_Problem to solve_: Work out how many lines in the data below contain the string "struct", and reply with that figure alone.

►

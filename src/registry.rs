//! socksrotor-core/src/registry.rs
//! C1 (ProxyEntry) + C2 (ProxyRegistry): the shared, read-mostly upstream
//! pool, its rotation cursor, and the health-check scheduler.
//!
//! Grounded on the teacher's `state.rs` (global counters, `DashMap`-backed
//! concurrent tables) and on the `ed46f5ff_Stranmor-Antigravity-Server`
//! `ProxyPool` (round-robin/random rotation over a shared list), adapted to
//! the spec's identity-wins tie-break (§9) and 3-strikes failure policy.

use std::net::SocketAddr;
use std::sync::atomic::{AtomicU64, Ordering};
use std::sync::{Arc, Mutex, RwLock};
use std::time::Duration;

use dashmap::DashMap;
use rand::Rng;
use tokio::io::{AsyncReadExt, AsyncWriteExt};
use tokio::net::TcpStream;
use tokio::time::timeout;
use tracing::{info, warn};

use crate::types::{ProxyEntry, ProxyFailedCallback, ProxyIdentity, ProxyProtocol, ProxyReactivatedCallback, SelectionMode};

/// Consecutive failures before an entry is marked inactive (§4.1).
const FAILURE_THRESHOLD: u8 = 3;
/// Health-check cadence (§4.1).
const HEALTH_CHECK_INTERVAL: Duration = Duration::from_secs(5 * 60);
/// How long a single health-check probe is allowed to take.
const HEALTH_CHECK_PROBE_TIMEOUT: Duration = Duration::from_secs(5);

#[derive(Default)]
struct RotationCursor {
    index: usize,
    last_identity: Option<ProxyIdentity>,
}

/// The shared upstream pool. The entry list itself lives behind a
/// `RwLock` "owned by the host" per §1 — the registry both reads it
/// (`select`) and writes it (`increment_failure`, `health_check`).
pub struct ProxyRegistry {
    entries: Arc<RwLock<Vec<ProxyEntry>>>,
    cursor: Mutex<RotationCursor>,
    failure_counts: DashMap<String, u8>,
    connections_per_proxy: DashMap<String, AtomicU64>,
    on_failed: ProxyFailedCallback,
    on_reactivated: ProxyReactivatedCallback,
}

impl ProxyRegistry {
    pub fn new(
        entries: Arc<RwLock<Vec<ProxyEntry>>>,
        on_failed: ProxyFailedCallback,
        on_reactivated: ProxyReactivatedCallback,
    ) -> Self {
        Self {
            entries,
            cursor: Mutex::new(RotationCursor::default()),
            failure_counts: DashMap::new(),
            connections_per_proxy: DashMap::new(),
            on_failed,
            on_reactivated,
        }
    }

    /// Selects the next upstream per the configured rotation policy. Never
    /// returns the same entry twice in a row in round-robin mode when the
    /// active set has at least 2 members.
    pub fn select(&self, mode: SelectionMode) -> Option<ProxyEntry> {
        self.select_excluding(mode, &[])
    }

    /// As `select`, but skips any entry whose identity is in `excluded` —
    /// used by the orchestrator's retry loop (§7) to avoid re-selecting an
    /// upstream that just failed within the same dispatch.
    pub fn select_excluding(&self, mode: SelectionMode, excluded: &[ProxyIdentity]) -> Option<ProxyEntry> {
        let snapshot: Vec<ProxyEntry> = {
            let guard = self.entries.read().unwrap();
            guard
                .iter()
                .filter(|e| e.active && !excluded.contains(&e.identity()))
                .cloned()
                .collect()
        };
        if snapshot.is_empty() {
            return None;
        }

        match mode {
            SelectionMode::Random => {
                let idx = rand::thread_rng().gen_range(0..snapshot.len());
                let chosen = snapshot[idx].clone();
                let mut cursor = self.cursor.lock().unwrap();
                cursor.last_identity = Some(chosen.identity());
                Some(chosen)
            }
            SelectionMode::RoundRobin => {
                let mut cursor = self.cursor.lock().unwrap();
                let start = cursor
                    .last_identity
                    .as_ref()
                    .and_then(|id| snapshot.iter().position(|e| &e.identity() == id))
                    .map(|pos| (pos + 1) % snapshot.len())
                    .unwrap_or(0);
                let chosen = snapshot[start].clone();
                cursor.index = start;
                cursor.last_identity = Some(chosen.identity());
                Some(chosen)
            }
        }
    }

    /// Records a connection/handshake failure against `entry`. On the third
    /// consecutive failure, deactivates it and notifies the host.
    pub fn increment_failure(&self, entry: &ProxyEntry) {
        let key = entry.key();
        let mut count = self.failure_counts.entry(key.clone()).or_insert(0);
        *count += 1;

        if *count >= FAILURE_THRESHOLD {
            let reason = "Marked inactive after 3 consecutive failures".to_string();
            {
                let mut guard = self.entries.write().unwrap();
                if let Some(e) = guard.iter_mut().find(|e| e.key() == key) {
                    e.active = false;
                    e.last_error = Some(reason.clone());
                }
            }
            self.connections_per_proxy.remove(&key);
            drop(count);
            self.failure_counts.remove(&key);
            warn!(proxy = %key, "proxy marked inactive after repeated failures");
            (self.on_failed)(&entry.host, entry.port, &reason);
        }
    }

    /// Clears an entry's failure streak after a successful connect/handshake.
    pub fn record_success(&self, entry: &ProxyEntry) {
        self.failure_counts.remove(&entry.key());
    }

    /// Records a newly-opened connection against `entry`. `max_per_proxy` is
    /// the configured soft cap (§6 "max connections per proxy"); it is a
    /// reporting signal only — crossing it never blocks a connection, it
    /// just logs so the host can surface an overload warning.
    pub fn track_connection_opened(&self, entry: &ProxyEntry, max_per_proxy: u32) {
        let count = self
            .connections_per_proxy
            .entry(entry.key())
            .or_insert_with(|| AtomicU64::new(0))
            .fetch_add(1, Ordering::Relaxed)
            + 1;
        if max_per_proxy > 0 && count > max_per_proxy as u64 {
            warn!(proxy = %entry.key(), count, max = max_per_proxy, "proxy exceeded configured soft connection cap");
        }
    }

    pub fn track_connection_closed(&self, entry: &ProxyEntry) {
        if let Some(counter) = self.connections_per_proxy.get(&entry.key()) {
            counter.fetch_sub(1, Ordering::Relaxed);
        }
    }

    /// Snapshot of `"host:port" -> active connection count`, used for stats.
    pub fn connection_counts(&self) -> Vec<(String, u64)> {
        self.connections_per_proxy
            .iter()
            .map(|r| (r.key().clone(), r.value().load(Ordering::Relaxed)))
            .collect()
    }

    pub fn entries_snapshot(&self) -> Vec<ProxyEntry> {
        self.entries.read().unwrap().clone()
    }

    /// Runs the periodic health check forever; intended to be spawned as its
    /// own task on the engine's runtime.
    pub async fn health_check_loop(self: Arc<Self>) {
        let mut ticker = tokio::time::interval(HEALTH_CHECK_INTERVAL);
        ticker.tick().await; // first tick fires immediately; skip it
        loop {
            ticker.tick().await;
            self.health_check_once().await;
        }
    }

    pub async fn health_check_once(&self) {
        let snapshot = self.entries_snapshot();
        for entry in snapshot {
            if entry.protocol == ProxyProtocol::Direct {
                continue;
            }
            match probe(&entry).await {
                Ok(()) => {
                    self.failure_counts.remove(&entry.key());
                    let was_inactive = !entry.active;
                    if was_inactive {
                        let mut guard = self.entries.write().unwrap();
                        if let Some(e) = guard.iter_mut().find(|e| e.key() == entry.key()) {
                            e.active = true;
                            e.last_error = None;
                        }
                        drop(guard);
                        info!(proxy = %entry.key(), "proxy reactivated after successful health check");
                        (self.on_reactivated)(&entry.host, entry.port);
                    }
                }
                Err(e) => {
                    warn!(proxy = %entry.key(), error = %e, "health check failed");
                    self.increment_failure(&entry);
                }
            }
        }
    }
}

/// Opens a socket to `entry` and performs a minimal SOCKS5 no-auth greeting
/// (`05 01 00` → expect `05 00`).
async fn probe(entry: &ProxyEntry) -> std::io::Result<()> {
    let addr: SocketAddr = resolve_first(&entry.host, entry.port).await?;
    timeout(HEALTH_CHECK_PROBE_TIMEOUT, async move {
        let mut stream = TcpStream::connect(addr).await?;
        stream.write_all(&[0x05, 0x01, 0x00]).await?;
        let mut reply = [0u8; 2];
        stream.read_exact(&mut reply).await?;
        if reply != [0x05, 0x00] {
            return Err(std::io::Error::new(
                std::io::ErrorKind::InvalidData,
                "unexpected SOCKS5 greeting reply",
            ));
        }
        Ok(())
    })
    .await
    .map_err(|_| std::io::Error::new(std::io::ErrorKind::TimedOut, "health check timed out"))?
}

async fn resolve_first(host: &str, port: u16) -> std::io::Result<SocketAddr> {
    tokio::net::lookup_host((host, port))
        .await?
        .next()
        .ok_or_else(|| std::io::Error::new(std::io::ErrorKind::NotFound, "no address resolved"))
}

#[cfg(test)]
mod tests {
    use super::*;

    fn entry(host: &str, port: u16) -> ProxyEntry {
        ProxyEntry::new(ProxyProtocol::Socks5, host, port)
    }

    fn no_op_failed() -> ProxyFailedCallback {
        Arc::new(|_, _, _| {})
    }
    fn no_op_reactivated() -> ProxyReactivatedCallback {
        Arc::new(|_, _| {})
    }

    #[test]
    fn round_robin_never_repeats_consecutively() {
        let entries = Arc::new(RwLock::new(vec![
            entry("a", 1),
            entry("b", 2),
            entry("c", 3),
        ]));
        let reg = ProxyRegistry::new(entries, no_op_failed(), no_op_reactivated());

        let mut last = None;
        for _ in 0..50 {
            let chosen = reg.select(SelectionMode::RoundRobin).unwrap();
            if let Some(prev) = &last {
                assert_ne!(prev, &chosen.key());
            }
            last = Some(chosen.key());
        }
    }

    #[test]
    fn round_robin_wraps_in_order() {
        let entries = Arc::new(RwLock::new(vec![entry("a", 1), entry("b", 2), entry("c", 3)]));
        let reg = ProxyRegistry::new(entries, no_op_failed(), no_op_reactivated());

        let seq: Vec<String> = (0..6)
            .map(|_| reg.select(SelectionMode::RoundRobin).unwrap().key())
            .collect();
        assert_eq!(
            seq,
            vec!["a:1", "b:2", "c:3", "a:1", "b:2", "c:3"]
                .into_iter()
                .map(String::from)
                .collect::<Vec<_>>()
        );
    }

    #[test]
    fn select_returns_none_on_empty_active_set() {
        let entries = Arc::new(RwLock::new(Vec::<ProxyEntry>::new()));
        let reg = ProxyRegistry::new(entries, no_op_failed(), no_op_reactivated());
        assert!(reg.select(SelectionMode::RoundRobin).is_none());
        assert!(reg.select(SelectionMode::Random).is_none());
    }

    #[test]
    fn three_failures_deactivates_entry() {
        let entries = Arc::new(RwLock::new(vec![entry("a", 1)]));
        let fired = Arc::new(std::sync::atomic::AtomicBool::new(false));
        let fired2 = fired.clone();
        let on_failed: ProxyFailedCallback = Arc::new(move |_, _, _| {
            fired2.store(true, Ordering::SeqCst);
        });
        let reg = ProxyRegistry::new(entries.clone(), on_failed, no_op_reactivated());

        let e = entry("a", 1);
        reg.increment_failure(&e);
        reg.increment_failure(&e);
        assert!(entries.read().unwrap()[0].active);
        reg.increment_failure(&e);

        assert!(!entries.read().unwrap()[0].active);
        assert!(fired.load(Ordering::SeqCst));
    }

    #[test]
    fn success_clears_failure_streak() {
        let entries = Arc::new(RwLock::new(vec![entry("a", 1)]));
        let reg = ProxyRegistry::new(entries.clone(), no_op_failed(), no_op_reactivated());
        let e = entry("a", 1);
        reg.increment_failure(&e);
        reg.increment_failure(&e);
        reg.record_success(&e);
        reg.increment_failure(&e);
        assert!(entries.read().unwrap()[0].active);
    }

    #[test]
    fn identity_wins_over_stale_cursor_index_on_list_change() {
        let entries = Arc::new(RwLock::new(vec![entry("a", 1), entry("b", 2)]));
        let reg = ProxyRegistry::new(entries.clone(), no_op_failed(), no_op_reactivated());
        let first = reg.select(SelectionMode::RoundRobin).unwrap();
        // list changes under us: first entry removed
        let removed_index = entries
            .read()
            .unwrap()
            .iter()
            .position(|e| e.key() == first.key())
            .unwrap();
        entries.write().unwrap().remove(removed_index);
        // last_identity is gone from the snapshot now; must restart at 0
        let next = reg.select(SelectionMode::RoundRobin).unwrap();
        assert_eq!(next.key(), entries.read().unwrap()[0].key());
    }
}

◄

_Response below_: 2